What is required> Of all the lines in the records below, copy only those that contain the string "OnChainMetadata".

(Excerpts from a dataset)
[Start of section]

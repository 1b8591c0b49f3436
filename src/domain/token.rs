//! Token list entities

use serde::{Deserialize, Serialize};
use serde_json::Value;

/// One token entry as claimed by the curated list. Entries are read
/// verbatim from the list file and never mutated; validation either keeps
/// or drops them. Fields beyond the checked ones pass through untouched.
#[derive(Debug, Clone, Serialize, Deserialize)]
pub struct Token {
    #[serde(default, skip_serializing_if = "Option::is_none")]
    pub address: Option<String>,
    pub name: String,
    pub symbol: String,
    pub decimals: u8,
    #[serde(flatten)]
    pub extra: serde_json::Map<String, Value>,
}

/// A named collection of tokens. The descriptive fields around `tokens`
/// (group name, chain id, logo, ...) are opaque to the pipeline.
#[derive(Debug, Clone, Serialize, Deserialize)]
pub struct TokenGroup {
    pub tokens: Vec<Token>,
    #[serde(flatten)]
    pub extra: serde_json::Map<String, Value>,
}

/// The top-level document: an ordered sequence of groups.
pub type TokenList = Vec<TokenGroup>;

/// The metadata triple reported by a token contract.
#[derive(Debug, Clone, PartialEq, Eq)]
pub struct OnChainMetadata {
    pub name: String,
    pub symbol: String,
    pub decimals: u8,
}

impl Token {
    /// Strict equality against the reported values: strings compared
    /// byte-for-byte, decimals as integers.
    pub fn matches(&self, reported: &OnChainMetadata) -> bool {
        self.name == reported.name
            && self.symbol == reported.symbol
            && self.decimals == reported.decimals
    }
}

#[cfg(test)]
mod tests {
    use super::*;

    fn sample_token() -> Token {
        serde_json::from_value(serde_json::json!({
            "address": "0xA0b86991c6218b36c1d19D4a2e9Eb0cE3606eB48",
            "name": "USD Coin",
            "symbol": "USDC",
            "decimals": 6,
            "logoURI": "https://example.com/usdc.png"
        }))
        .unwrap()
    }

    #[test]
    fn test_token_matches_exact_metadata() {
        let token = sample_token();
        let reported = OnChainMetadata {
            name: "USD Coin".to_string(),
            symbol: "USDC".to_string(),
            decimals: 6,
        };
        assert!(token.matches(&reported));
    }

    #[test]
    fn test_token_rejects_any_field_difference() {
        let token = sample_token();
        let mut reported = OnChainMetadata {
            name: "USD Coin".to_string(),
            symbol: "USDC".to_string(),
            decimals: 6,
        };

        reported.name = "USD coin".to_string();
        assert!(!token.matches(&reported));

        reported.name = "USD Coin".to_string();
        reported.symbol = "USDC.e".to_string();
        assert!(!token.matches(&reported));

        reported.symbol = "USDC".to_string();
        reported.decimals = 18;
        assert!(!token.matches(&reported));
    }

    #[test]
    fn test_unknown_fields_survive_round_trip() {
        let token = sample_token();
        assert_eq!(
            token.extra.get("logoURI").and_then(|v| v.as_str()),
            Some("https://example.com/usdc.png")
        );

        let serialized = serde_json::to_value(&token).unwrap();
        assert_eq!(serialized["logoURI"], "https://example.com/usdc.png");
        assert_eq!(serialized["decimals"], 6);
    }

    #[test]
    fn test_missing_address_deserializes_to_none() {
        let token: Token = serde_json::from_value(serde_json::json!({
            "name": "Mystery",
            "symbol": "MYST",
            "decimals": 18
        }))
        .unwrap();
        assert!(token.address.is_none());

        // And the absent field is not re-emitted on serialization.
        let serialized = serde_json::to_value(&token).unwrap();
        assert!(serialized.get("address").is_none());
    }

    #[test]
    fn test_group_passthrough_fields() {
        let group: TokenGroup = serde_json::from_value(serde_json::json!({
            "name": "Stablecoins",
            "chainId": 1,
            "tokens": []
        }))
        .unwrap();
        assert!(group.tokens.is_empty());
        assert_eq!(group.extra.get("chainId").and_then(|v| v.as_u64()), Some(1));
    }
}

[End of section]

Finished exercise>
pub struct OnChainMetadata {
    pub fn matches(&self, reported: &OnChainMetadata) -> bool {
        let reported = OnChainMetadata {
        let mut reported = OnChainMetadata {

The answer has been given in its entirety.